- Motto: "Eleftheria i thanatos" Ελευθερία ή θάνατος "Freedom or Death"
- Anthem: «Ύμνος εις την Ελευθερίαν» Ýmnos eis tin Eleftherían "Hymn to Liberty"
- Location of Third Hellenic Republic (dark green) – in Europe (green & dark grey) – in the European Union (green) – [Legend]
- Capital and largest city: Athens 37°58′N 23°43′E﻿ / ﻿37.967°N 23.717°E
- Official language: Greek
- Religion: Greek Orthodoxy
- Demonym: Greeks, Hellenes
- Government: Unitary parliamentary republic (from 1975)
- • Jul–Dec 1974: Phaedon Gizikis (First during the Democratic Transition)
- • 1974–1975: Michail Stasinopoulos (First after the Democratic Transition)
- • 1975–1980: Konstantinos Tsatsos
- • 1980–1985: Konstantinos Karamanlis
- • 10 Mar–30 Mar 1985: Ioannis Alevras (acting)
- • 1985–1990: Christos Sartzetakis
- • 1990–1995: Konstantinos Karamanlis
- • 1995–2005: Konstantinos Stephanopoulos
- • 2005–2015: Karolos Papoulias
- • 2015–2020: Prokopis Pavlopoulos
- • 2020–2025: Katerina Sakellaropoulou
- • 2025–present: Konstantinos Tasoulas
- • 1974–1980: Konstantinos G. Karamanlis (first)
- • 2019–May 2023, Jun 2023–present: Kyriakos Mitsotakis (current)
- Legislature: Hellenic Parliament

Establishment
- • Independence declared from the Ottoman Empire: 25 March 1821 (traditional starting date of the Greek War of Independence), 15 January 1822 (official declaration)
- • Recognised: 3 February 1830
- • Established: 24 July 1974
- • Current constitution: 11 June 1975

Area
- • Total: 131,957 km^{2} (50,949 sq mi) (95th)
- • Water (%): 0.8669

Population
- • 2017 estimate: 10,768,477
- • 2011 census: 10,816,286 (80th)
- • Density: 82/km^{2} (212.4/sq mi) (125th)
- GDP (PPP): 2019 estimate
- • Total: $326.700 billion (57th)
- • Per capita: $30,522 (47th)
- GDP (nominal): 2019 estimate
- • Total: $224.033 billion (52nd)
- • Per capita: $20,930 (38th)
- Gini (2018): 32.3 medium inequality (60th)
- HDI (2019): 0.888 very high (32nd)
- Currency: Euro (€) (since 2001) Modern drachma (until 2001) (EUR (since 2001), GRD (until 2001))
- Time zone: UTC+02:00 (Eastern European Time)
- • Summer (DST): UTC+03:00 (Eastern European Summer Time)
- Date format: dd/mm/yyyy (AD)
- Calling code: +30
- ISO 3166 code: GR
- Internet TLD: .gr^{a} .ελ
- The .eu domain is also used, as in other European Union member states.;

= Third Hellenic Republic =

Current state of Greece, established after the fall of the Military Junta in 1974

The Third Hellenic Republic (Γ΄ Ελληνική Δημοκρατία) is the period in modern Greek history that stretches from 1974, with the fall of the Greek military junta and the final confirmation of the abolition of the Greek monarchy, to the present day. Today, it is the current government of Greece.

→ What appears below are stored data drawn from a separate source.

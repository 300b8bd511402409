//! Clock port - 時刻の抽象化
//!
//! - `SystemClock`: 本番用
//! - `FixedClock`: テスト用（決定的なタイムスタンプ）

use std::sync::Arc;

use chrono::{DateTime, Utc};

/// Clock は現在時刻を提供
pub trait Clock: Send + Sync {
    fn now(&self) -> DateTime<Utc>;
}

#[derive(Debug, Clone, Copy, Default)]
pub struct SystemClock;

impl Clock for SystemClock {
    fn now(&self) -> DateTime<Utc> {
        Utc::now()
    }
}

#[derive(Debug, Clone, Copy)]
pub struct FixedClock {
    at: DateTime<Utc>,
}

impl FixedClock {
    pub fn new(at: DateTime<Utc>) -> Self {
        Self { at }
    }
}

impl Clock for FixedClock {
    fn now(&self) -> DateTime<Utc> {
        self.at
    }
}

impl<C: Clock + ?Sized> Clock for Arc<C> {
    fn now(&self) -> DateTime<Utc> {
        (**self).now()
    }
}

#[cfg(test)]
mod tests {
    use super::*;
    use chrono::TimeZone;

    #[test]
    fn fixed_clock_does_not_move() {
        let at = Utc.with_ymd_and_hms(2024, 1, 1, 12, 0, 0).unwrap();
        let clock = FixedClock::new(at);
        assert_eq!(clock.now(), at);
        assert_eq!(clock.now(), at);
    }

    #[test]
    fn shared_clock_delegates() {
        let clock: Arc<dyn Clock> = Arc::new(SystemClock);
        let before = Utc::now();
        assert!(clock.now() >= before);
    }
}
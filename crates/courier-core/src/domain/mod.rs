//! Domain model (IDs, task, envelope, plan, replies, decisions, errors).

pub mod audit;
pub mod decision;
pub mod envelope;
pub mod errors;
pub mod ids;
pub mod outcome;
pub mod plan;
pub mod policy;
pub mod reply;
pub mod status;
pub mod submission;
pub mod task;

pub use audit::DecisionRecord;
pub use decision::{Decider, Decision, DefaultDecider, Signal};
pub use envelope::{Envelope, ExecutionMode, TtlExhausted};
pub use errors::{CollaboratorError, CourierError, StoreError};
pub use ids::{ParseIdError, SessionId, TaskId};
pub use outcome::{
    Artifact, ExecutionReport, ObservationPhase, StepDisposition, StepOutcome, StepReport,
};
pub use plan::{Plan, PlanStep, StepMode};
pub use policy::EscalationPolicy;
pub use reply::{Analysis, Classification, Complexity, Verdict, Verification, parse_reply};
pub use status::TaskStatus;
pub use submission::{NewTask, ValidSubmission};
pub use task::{DocumentRef, Task, TaskType};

It is considered the third period of republican rule in Greece, following the First Republic during the Greek War of Independence (1821–1832) and the Second Republic during the temporary abolition of the monarchy in 1924–1935.

The term metapolitefsi (μεταπολίτευση, polity change) is commonly used for the entire period, but when used more strictly, this term refers to the early part of the period, beginning with the fall of the junta and culminating in the democratic transformation of the country. While the First and Second Hellenic Republics are not in common use except in a historiographic context, the term Third Hellenic Republic is used frequently.

The Third Hellenic Republic has been characterised by the development of social freedoms and the European orientation of Greece. Greece became the tenth member of the European Communities in 1981, ushering in sustained growth. Investments in industrial enterprises and heavy infrastructure, as well as funds from the European Union and growing revenue from tourism, shipping, and a fast-growing service sector raised the standard of living, a trend which reached its zenith around the time of the 2004 Summer Olympics to the Eurovision Song Contest 2006. The country adopted the euro in 2001 and successfully hosted the 2004 Summer Olympic Games in Athens. In 2010, Greece suffered from the Great Recession and related European sovereign debt crisis. The crisis ended around 2018, with the end of the bailout mechanisms and return of growth. Politically, the parties ND and PASOK have been dominant, although PASOK has declined since the 2010s, being replaced by Syriza as the largest party of the left.

==Events==

The former prime minister Konstantinos Karamanlis was invited back from self-exile and the first multiparty elections since 1964 were held on the first anniversary of the Polytechnic uprising. A democratic and republican constitution was promulgated in 1975 following a referendum which chose not to restore the monarchy. Meanwhile, Andreas Papandreou, George Papandreou's son, founded the Panhellenic Socialist Movement (PASOK) in response to Karamanlis's conservative New Democracy party, with the two political formations dominating government over the next four decades. Greece rejoined NATO in 1980. (Note: On 14 August 1974 Greek forces withdrew from the integrated military structure of NATO in protest at the Turkish occupation of northern Cyprus; Greece rejoined NATO in 1980.)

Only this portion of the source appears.